**Records contained in a dataset**
========

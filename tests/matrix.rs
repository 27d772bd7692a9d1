use dakota::interpreter::{
    evaluator::binary::comparison,
    value::{Matrix, Value, core::format_float},
};

fn square(values: &[f64]) -> Matrix {
    let n = (values.len() as f64).sqrt() as usize;
    Matrix::from_data(n, n, values.to_vec()).expect("square data")
}

#[test]
fn transpose_is_an_involution() {
    let m = Matrix::from_data(2, 3, vec![1.0, 2.0, 3.0, 4.0, 5.0, 6.0]).unwrap();
    assert_eq!(m.transpose().transpose(), m);
}

#[test]
fn determinant_of_known_matrices() {
    assert_eq!(square(&[5.0]).determinant().unwrap(), 5.0);
    assert_eq!(square(&[1.0, 2.0, 3.0, 4.0]).determinant().unwrap(), -2.0);

    // Singular 3x3: rows are linearly dependent.
    let det = square(&[1.0, 2.0, 3.0, 2.0, 4.0, 6.0, 1.0, 0.0, 1.0]).determinant()
                                                                    .unwrap();
    assert!(det.abs() < 1e-12, "{det}");
}

#[test]
fn determinant_of_identity_is_one() {
    assert_eq!(Matrix::identity(4).determinant().unwrap(), 1.0);
}

#[test]
fn inverse_times_original_is_identity() {
    let m = square(&[4.0, 7.0, 2.0, 6.0]);
    let product = m.inverse().unwrap().multiply(&m).unwrap();
    let eye = Matrix::identity(2);

    let mut frobenius = 0.0;
    for i in 0..2 {
        for j in 0..2 {
            let diff = product.get(i, j) - eye.get(i, j);
            frobenius += diff * diff;
        }
    }
    assert!(frobenius.sqrt() < 1e-9, "Frobenius distance {}", frobenius.sqrt());
}

#[test]
fn inverse_rejects_singular_matrices() {
    assert!(square(&[1.0, 2.0, 2.0, 4.0]).inverse().is_err());
}

#[test]
fn non_square_matrices_have_no_determinant_or_inverse() {
    let m = Matrix::from_data(2, 3, vec![0.0; 6]).unwrap();
    assert!(m.determinant().is_err());
    assert!(m.inverse().is_err());
}

#[test]
fn matmul_shapes() {
    let a = Matrix::from_data(2, 3, vec![1.0, 2.0, 3.0, 4.0, 5.0, 6.0]).unwrap();
    let b = Matrix::from_data(3, 2, vec![7.0, 8.0, 9.0, 10.0, 11.0, 12.0]).unwrap();

    let product = a.multiply(&b).unwrap();
    assert_eq!((product.rows(), product.cols()), (2, 2));
    assert_eq!(product.get(0, 0), 58.0);
    assert_eq!(product.get(1, 1), 154.0);

    assert!(b.multiply(&b).is_err());
}

#[test]
fn row_extraction() {
    let m = Matrix::from_data(2, 2, vec![1.0, 2.0, 3.0, 4.0]).unwrap();
    let row = m.row(1).unwrap();
    assert_eq!((row.rows(), row.cols()), (1, 2));
    assert_eq!(row.get(0, 1), 4.0);

    assert!(m.row(2).is_err());
    assert!(m.row(-1).is_err());
}

#[test]
fn float_formatting_contract() {
    assert_eq!(format_float(4.0), "4");
    assert_eq!(format_float(3.14), "3.14");
    assert_eq!(format_float(3.140000), "3.14");
    assert_eq!(format_float(0.5), "0.5");
    assert_eq!(format_float(-2.0), "-2");
    assert_eq!(format_float(100.0), "100");
    assert_eq!(format_float(0.000001), "0.000001");
}

#[test]
fn matrix_display_format() {
    let m = Matrix::from_data(2, 2, vec![3.0, 2.0, 4.0, 6.0]).unwrap();
    assert_eq!(Value::Matrix(m).to_string(), "[3,2;4,6]");
    assert_eq!(Value::Matrix(Matrix::zeros(0, 0)).to_string(), "[]");
}

#[test]
fn float_equality_tolerance() {
    assert!(comparison::equal(&Value::Float(0.1 + 0.2), &Value::Float(0.3)));
    assert!(comparison::equal(&Value::Integer(2), &Value::Float(2.0)));
    assert!(!comparison::equal(&Value::Float(1.0), &Value::Float(1.001)));
    assert!(!comparison::equal(&Value::Integer(1), &Value::Str("1".to_string())));
}

#[test]
fn truthiness_rules() {
    assert!(Value::Integer(-3).is_truthy());
    assert!(!Value::Integer(0).is_truthy());
    assert!(!Value::Float(0.0).is_truthy());
    assert!(Value::Str("x".to_string()).is_truthy());
    assert!(!Value::Str(String::new()).is_truthy());
    assert!(Value::Matrix(Matrix::zeros(1, 1)).is_truthy());
    assert!(!Value::Matrix(Matrix::zeros(0, 0)).is_truthy());
    assert!(!Value::None.is_truthy());
}
#[derive(Debug, Clone, PartialEq, Eq)]
/// Represents all errors that can occur while parsing a token stream.
pub enum ParseError {
    /// Found a token that does not fit the grammar at this point.
    UnexpectedToken {
        /// A description of the token encountered.
        found:  String,
        /// The source line where the error occurred.
        line:   usize,
        /// The source column where the error occurred.
        column: usize,
    },
    /// Reached the end of input while a construct was still open.
    UnexpectedEndOfInput {
        /// The source line where the error occurred.
        line:   usize,
        /// The source column where the error occurred.
        column: usize,
    },
    /// A specific delimiter or keyword was required but not found.
    ExpectedToken {
        /// A description of what was expected.
        expected: String,
        /// A description of the token encountered instead.
        found:    String,
        /// The source line where the error occurred.
        line:     usize,
        /// The source column where the error occurred.
        column:   usize,
    },
    /// A matrix literal's rows did not all have the same number of columns.
    InconsistentMatrixRows {
        /// The column count of the first row.
        expected: usize,
        /// The column count of the offending row.
        found:    usize,
        /// The source line where the error occurred.
        line:     usize,
        /// The source column where the error occurred.
        column:   usize,
    },
    /// An expression was required but something else was found.
    ExpectedExpression {
        /// A description of the token encountered.
        found:  String,
        /// The source line where the error occurred.
        line:   usize,
        /// The source column where the error occurred.
        column: usize,
    },
}

impl ParseError {
    /// Gets the `(line, column)` position of the error.
    #[must_use]
    pub const fn position(&self) -> (usize, usize) {
        match self {
            Self::UnexpectedToken { line, column, .. }
            | Self::UnexpectedEndOfInput { line, column }
            | Self::ExpectedToken { line, column, .. }
            | Self::InconsistentMatrixRows { line, column, .. }
            | Self::ExpectedExpression { line, column, .. } => (*line, *column),
        }
    }
}

impl std::fmt::Display for ParseError {
    fn fmt(&self, f: &mut std::fmt::Formatter<'_>) -> std::fmt::Result {
        let (line, column) = self.position();
        write!(f, "Parse Error at line {line}, column {column}: ")?;

        match self {
            Self::UnexpectedToken { found, .. } => write!(f, "Unexpected token: {found}."),
            Self::UnexpectedEndOfInput { .. } => write!(f, "Unexpected end of input."),
            Self::ExpectedToken { expected, found, .. } => {
                write!(f, "Expected {expected}, found {found}.")
            },
            Self::InconsistentMatrixRows { expected, found, .. } => write!(f,
                                                                           "Inconsistent matrix row lengths: expected {expected} column(s), found {found}."),
            Self::ExpectedExpression { found, .. } => {
                write!(f, "Expected expression, found {found}.")
            },
        }
    }
}

impl std::error::Error for ParseError {}
use crate::{
    error::RuntimeError,
    interpreter::{
        evaluator::core::{EvalResult, Interpreter},
        value::{Matrix, Value},
    },
};

impl Interpreter<'_> {
    /// Evaluates a matrix literal into a freshly allocated matrix.
    ///
    /// All element expressions are evaluated first, then written row-major
    /// into the declared `rows × cols` shape. Elements must be numeric.
    pub(crate) fn evaluate_matrix_literal(&mut self,
                                          rows: u32,
                                          cols: u32,
                                          elements: u32)
                                          -> EvalResult<Value> {
        let mut data = Vec::with_capacity(rows as usize * cols as usize);

        for element in self.children_of(elements)? {
            let value = self.evaluate_node(element)?;
            if !value.is_numeric() {
                return Err(RuntimeError::TypeMismatch { details:
                                                            "Matrix elements must be numeric".to_string(), });
            }
            data.push(value.as_float()?);
        }

        Matrix::from_data(rows as usize, cols as usize, data).map(Value::Matrix)
                                                             .ok_or(RuntimeError::CorruptSyntaxTree)
    }

    /// Evaluates `m[i]`: row `i` of a matrix as a single-row matrix.
    pub(crate) fn evaluate_array_access(&mut self, object: u32, index: u32) -> EvalResult<Value> {
        let object = self.evaluate_node(object)?;
        let index = self.evaluate_node(index)?;

        let Value::Matrix(matrix) = object else {
            return Err(RuntimeError::TypeMismatch { details:
                                                        "Cannot index non-matrix value".to_string(), });
        };
        let Value::Integer(row) = index else {
            return Err(RuntimeError::TypeMismatch { details:
                                                        "Matrix index must be an integer".to_string(), });
        };

        Ok(Value::Matrix(matrix.row(row)?))
    }

    /// Evaluates `object.member`.
    ///
    /// Matrices provide `.T` (transpose), `.d` (determinant) and `.I`
    /// (inverse); no other type has members.
    pub(crate) fn evaluate_member_access(&mut self, object: u32, member: u32) -> EvalResult<Value> {
        let object = self.evaluate_node(object)?;
        let member = self.text(member).to_string();

        if let Value::Matrix(matrix) = &object {
            return match member.as_str() {
                "T" => Ok(Value::Matrix(matrix.transpose())),
                "d" => Ok(Value::Float(matrix.determinant()?)),
                "I" => Ok(Value::Matrix(matrix.inverse()?)),
                _ => Err(RuntimeError::UnknownMember { member }),
            };
        }

        Err(RuntimeError::UnknownMember { member })
    }
}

========

**Task prompt**
Output these and nothing else: the lines from the one holding "return match member.as_str()" through the final line of the entries above, exactly as they appear.

**Expected answer**
            return match member.as_str() {
                "T" => Ok(Value::Matrix(matrix.transpose())),
                "d" => Ok(Value::Float(matrix.determinant()?)),
                "I" => Ok(Value::Matrix(matrix.inverse()?)),
                _ => Err(RuntimeError::UnknownMember { member }),
            };
        }

        Err(RuntimeError::UnknownMember { member })
    }
}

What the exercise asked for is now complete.